(Dataset entries)
——

#[cfg(test)]
mod tests {
    use super::*;
    use crate::config::{RetryConfig, TimeoutConfig};
    use crate::model::{Scale, TaskSpec, VariantPair};
    use crate::retry::Backoff;
    use futures::future::BoxFuture;
    use std::sync::atomic::{AtomicUsize, Ordering};

    /// Deterministic runner whose behaviour is keyed on the task name
    #[derive(Default)]
    struct ScriptedRunner {
        aborts: AtomicUsize,
        releases: AtomicUsize,
        calls: AtomicUsize,
    }

    impl Runner for ScriptedRunner {
        fn name(&self) -> &str {
            "scripted"
        }

        fn execute<'a>(
            &'a self,
            request: &'a TrialRequest,
        ) -> BoxFuture<'a, Result<TrialOutcome, RunnerError>> {
            Box::pin(async move {
                let call = self.calls.fetch_add(1, Ordering::SeqCst);
                let base = match request.cell.variant.as_str() {
                    "fast" => 10.0,
                    _ => 20.0,
                };
                match request.cell.task.as_str() {
                    "hang" => {
                        tokio::time::sleep(Duration::from_secs(3600)).await;
                        unreachable!()
                    }
                    "broken" => Err(RunnerError::Execution("trap".into())),
                    "abandoned" if request.attempt == 1 => Err(RunnerError::Aborted),
                    "runaway" => Err(RunnerError::Aborted),
                    "invalid" => Err(RunnerError::InvalidInput("bad params".into())),
                    "flaky" if request.attempt == 1 => {
                        Ok(TrialOutcome {
                            success: false,
                            message: Some("transient".into()),
                            ..TrialOutcome::measured(0.0, 0, None)
                        })
                    }
                    _ => {
                        // Jitter in completion order without touching the values
                        tokio::time::sleep(Duration::from_millis((call % 7) as u64)).await;
                        Ok(TrialOutcome::measured(
                            base + request.trial as f64,
                            1024 * (request.cell.scale as u64 + 1),
                            Some(0xC0FFEE),
                        ))
                    }
                }
            })
        }

        fn abort(&self) -> BoxFuture<'_, Result<(), RunnerError>> {
            self.aborts.fetch_add(1, Ordering::SeqCst);
            Box::pin(async { Ok(()) })
        }

        fn release(&self) -> BoxFuture<'_, Result<(), RunnerError>> {
            self.releases.fetch_add(1, Ordering::SeqCst);
            Box::pin(async { Ok(()) })
        }
    }

    fn config(scheduling: SchedulingMode, max_concurrency: usize) -> OrchestratorConfig {
        OrchestratorConfig {
            timeouts: TimeoutConfig {
                base_timeout: Duration::from_secs(1),
                ..Default::default()
            },
            scheduling,
            max_concurrency,
            retry: RetryConfig {
                jitter: 0.0,
                ..Default::default()
            },
            failure_threshold: 0.5,
            min_trials_before_abort: 5,
        }
    }

    fn plan(tasks: &[&str], repetitions: u32) -> BenchmarkPlan {
        BenchmarkPlan::new(
            VariantPair::new("fast", "slow"),
            tasks
                .iter()
                .map(|t| TaskSpec::new(*t, [Scale::Small, Scale::Medium]))
                .collect(),
            repetitions,
        )
    }

    fn pool(size: usize) -> (RunnerPool, Vec<Arc<ScriptedRunner>>) {
        let runners: Vec<Arc<ScriptedRunner>> =
            (0..size).map(|_| Arc::new(ScriptedRunner::default())).collect();
        let pool = RunnerPool::new(
            runners
                .iter()
                .map(|r| Arc::clone(r) as Arc<dyn Runner>)
                .collect(),
        );
        (pool, runners)
    }

    #[tokio::test(start_paused = true)]
    async fn test_sequential_preserves_submission_order() {
        let plan = plan(&["sort", "json"], 3);
        let (pool, runners) = pool(1);
        let mut orchestrator = Orchestrator::new(config(SchedulingMode::Sequential, 1)).unwrap();

        let report = orchestrator.execute(&plan, &pool).await.unwrap();

        assert_eq!(report.state, RunState::Completed);
        assert_eq!(orchestrator.state(), RunState::Completed);
        assert_eq!(report.samples.len(), 24);
        let expected: Vec<(Cell, u32)> = plan
            .cells()
            .into_iter()
            .flat_map(|c| (0..3).map(move |t| (c.clone(), t)))
            .collect();
        let actual: Vec<(Cell, u32)> = report
            .samples
            .iter()
            .map(|s| (s.cell.clone(), s.trial))
            .collect();
        assert_eq!(actual, expected);
        assert!(report.cell_outcomes.iter().all(|o| o.status == CellStatus::Completed));
        assert_eq!(runners[0].releases.load(Ordering::SeqCst), 1);
        assert_eq!(runners[0].aborts.load(Ordering::SeqCst), 0);
    }

    #[tokio::test(start_paused = true)]
    async fn test_concurrency_does_not_change_sample_content() {
        let plan = plan(&["sort", "json", "matrix"], 5);

        let (pool1, _) = pool(1);
        let mut serial = Orchestrator::new(config(SchedulingMode::Parallel, 1)).unwrap();
        let serial = serial.execute(&plan, &pool1).await.unwrap();

        let (pool4, _) = pool(4);
        let mut wide = Orchestrator::new(config(SchedulingMode::Parallel, 4)).unwrap();
        let wide = wide.execute(&plan, &pool4).await.unwrap();

        let key = |s: &Sample| (s.cell.clone(), s.trial);
        let mut a = serial.samples.clone();
        let mut b = wide.samples.clone();
        a.sort_by_key(key);
        b.sort_by_key(key);
        assert_eq!(a, b);
    }

    #[tokio::test(start_paused = true)]
    async fn test_timeout_records_failure_and_aborts_context() {
        let plan = plan(&["hang"], 1);
        let (pool, runners) = pool(1);
        let mut cfg = config(SchedulingMode::Sequential, 1);
        cfg.failure_threshold = 1.0;
        let mut orchestrator = Orchestrator::new(cfg).unwrap();

        let report = orchestrator.execute(&plan, &pool).await.unwrap();

        assert_eq!(report.samples.len(), 4);
        for sample in &report.samples {
            assert_eq!(sample.failure_reason, Some(FailureReason::Timeout));
            assert_eq!(sample.attempts, 3);
        }
        // One abort per timed-out attempt
        assert_eq!(runners[0].aborts.load(Ordering::SeqCst), 12);
        assert!(report.cell_outcomes.iter().all(|o| o.status == CellStatus::Failed));
        assert_eq!(report.state, RunState::Completed);
    }

    #[tokio::test(start_paused = true)]
    async fn test_retry_recovers_flaky_trials() {
        let plan = plan(&["flaky"], 2);
        let (pool, _) = pool(2);
        let mut orchestrator = Orchestrator::new(config(SchedulingMode::Parallel, 2)).unwrap();

        let report = orchestrator.execute(&plan, &pool).await.unwrap();

        assert_eq!(report.samples.len(), 8);
        assert!(report.samples.iter().all(|s| s.success && s.attempts == 2));
    }

    #[tokio::test(start_paused = true)]
    async fn test_invalid_input_is_not_retried() {
        let plan = plan(&["invalid"], 1);
        let (pool, runners) = pool(1);
        let mut cfg = config(SchedulingMode::Sequential, 1);
        cfg.failure_threshold = 1.0;
        let mut orchestrator = Orchestrator::new(cfg).unwrap();

        let report = orchestrator.execute(&plan, &pool).await.unwrap();

        assert!(report.samples.iter().all(|s| s.attempts == 1
            && matches!(s.failure_reason, Some(FailureReason::InvalidInput(_)))));
        assert_eq!(runners[0].calls.load(Ordering::SeqCst), 4);
    }

    #[tokio::test(start_paused = true)]
    async fn test_failure_threshold_aborts_and_skips_remaining() {
        let plan = plan(&["broken", "sort", "json"], 5);
        let (pool, runners) = pool(1);
        let mut orchestrator = Orchestrator::new(config(SchedulingMode::Sequential, 1))
            .unwrap()
            .with_retry_policy(RetryPolicy::new(
                1,
                Backoff {
                    initial: Duration::ZERO,
                    multiplier: 1.0,
                    max: Duration::ZERO,
                    jitter: 0.0,
                },
            ));

        let report = orchestrator.execute(&plan, &pool).await.unwrap();

        assert!(report.is_aborted());
        let abort = report.abort.as_ref().unwrap();
        assert_eq!(abort.completed_trials, 5);
        assert_eq!(abort.failed_trials, 5);
        assert!(abort.reason.contains("exceeded threshold"));

        assert_eq!(report.samples.len(), 5);
        assert_eq!(report.skipped_cells().count(), 11);
        assert_eq!(report.cell_outcomes.len(), plan.cells().len());
        assert_eq!(runners[0].aborts.load(Ordering::SeqCst), 1);
        assert_eq!(runners[0].releases.load(Ordering::SeqCst), 1);
        assert_eq!(orchestrator.state(), RunState::Aborted);
    }

    #[tokio::test(start_paused = true)]
    async fn test_external_cancel_stops_hanging_trials() {
        let plan = plan(&["hang"], 3);
        let (pool, _) = pool(2);
        let mut cfg = config(SchedulingMode::Parallel, 2);
        cfg.timeouts.base_timeout = Duration::from_secs(600);
        let mut orchestrator = Orchestrator::new(cfg).unwrap();
        let token = orchestrator.cancellation_token();
        tokio::spawn(async move {
            tokio::time::sleep(Duration::from_secs(5)).await;
            token.cancel("operator interrupt");
        });

        let report = orchestrator.execute(&plan, &pool).await.unwrap();

        assert!(report.is_aborted());
        assert!(report.samples.is_empty());
        assert_eq!(report.abort.unwrap().reason, "operator interrupt");
        assert!(report.elapsed < Duration::from_secs(600));
        let interrupted = report
            .cell_outcomes
            .iter()
            .filter(|o| o.status == CellStatus::Interrupted)
            .count();
        assert_eq!(interrupted, 2);
    }

    #[tokio::test(start_paused = true)]
    async fn test_runner_abort_without_cancel_is_retried() {
        let plan = plan(&["abandoned"], 10);
        let (pool, _) = pool(2);
        let mut orchestrator = Orchestrator::new(config(SchedulingMode::Parallel, 2)).unwrap();

        let report = orchestrator.execute(&plan, &pool).await.unwrap();

        assert_eq!(report.state, RunState::Completed);
        assert!(report.abort.is_none());
        assert_eq!(report.samples.len(), 40);
        assert!(report.samples.iter().all(|s| s.success && s.attempts == 2));
        assert!(report.cell_outcomes.iter().all(|o| o.status == CellStatus::Completed
            && o.trials_recorded == o.trials_planned));
    }

    #[tokio::test(start_paused = true)]
    async fn test_persistent_runner_abort_is_recorded_as_failure() {
        let plan = plan(&["runaway"], 3);
        let (pool, _) = pool(1);
        let mut cfg = config(SchedulingMode::Sequential, 1);
        cfg.failure_threshold = 1.0;
        let mut orchestrator = Orchestrator::new(cfg).unwrap();

        let report = orchestrator.execute(&plan, &pool).await.unwrap();

        assert_eq!(report.state, RunState::Completed);
        assert_eq!(report.samples.len(), 12);
        assert!(report.samples.iter().all(|s| s.attempts == 3
            && matches!(s.failure_reason, Some(FailureReason::ExecutionFailure(_)))));
        assert!(report.cell_outcomes.iter().all(|o| o.status == CellStatus::Failed
            && o.trials_recorded == 3));
    }

    #[tokio::test(start_paused = true)]
    async fn test_hanging_cell_does_not_block_others() {
        let plan = BenchmarkPlan::new(
            VariantPair::new("fast", "slow"),
            vec![
                TaskSpec::new("hang", [Scale::Small]),
                TaskSpec::new("sort", [Scale::Small, Scale::Medium]),
            ],
            3,
        );
        let (pool, _) = pool(3);
        let mut cfg = config(SchedulingMode::Parallel, 3);
        cfg.failure_threshold = 1.0;
        let mut orchestrator = Orchestrator::new(cfg).unwrap();

        let report = orchestrator.execute(&plan, &pool).await.unwrap();

        assert_eq!(report.state, RunState::Completed);
        assert_eq!(report.cell_outcomes.len(), 6);
        // Outcomes arrive in completion order: every sort cell ran in the one
        // free slot while both hanging cells were still waiting on timeouts
        let (first, last) = report.cell_outcomes.split_at(4);
        assert!(first.iter().all(|o| o.cell.task == "sort" && o.status == CellStatus::Completed));
        assert!(last.iter().all(|o| o.cell.task == "hang" && o.status == CellStatus::Failed));

        let (hung, normal): (Vec<&Sample>, Vec<&Sample>) =
            report.samples.iter().partition(|s| s.cell.task == "hang");
        assert_eq!(hung.len(), 6);
        assert!(hung.iter().all(|s| s.failure_reason == Some(FailureReason::Timeout)));
        assert_eq!(normal.len(), 12);
        assert!(normal.iter().all(|s| s.success));
    }

    #[tokio::test]
    async fn test_refuses_second_run_and_bad_input() {
        let (pool, _) = pool(1);
        let mut orchestrator = Orchestrator::new(config(SchedulingMode::Sequential, 1)).unwrap();

        let mut bad = plan(&["sort"], 1);
        bad.repetitions = 0;
        assert!(matches!(
            orchestrator.execute(&bad, &pool).await,
            Err(OrchestratorError::Validation(ValidationError::ZeroRepetitions))
        ));

        let empty = RunnerPool::new(Vec::new());
        assert!(matches!(
            orchestrator.execute(&plan(&["sort"], 1), &empty).await,
            Err(OrchestratorError::EmptyPool)
        ));

        orchestrator.execute(&plan(&["sort"], 1), &pool).await.unwrap();
        assert!(matches!(
            orchestrator.execute(&plan(&["sort"], 1), &pool).await,
            Err(OrchestratorError::InvalidState(RunState::Completed))
        ));
    }
}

——

What the task requires: Tell how many lines above contain the word "clone". Nothing but the number is needed.

Solution for this problem: 6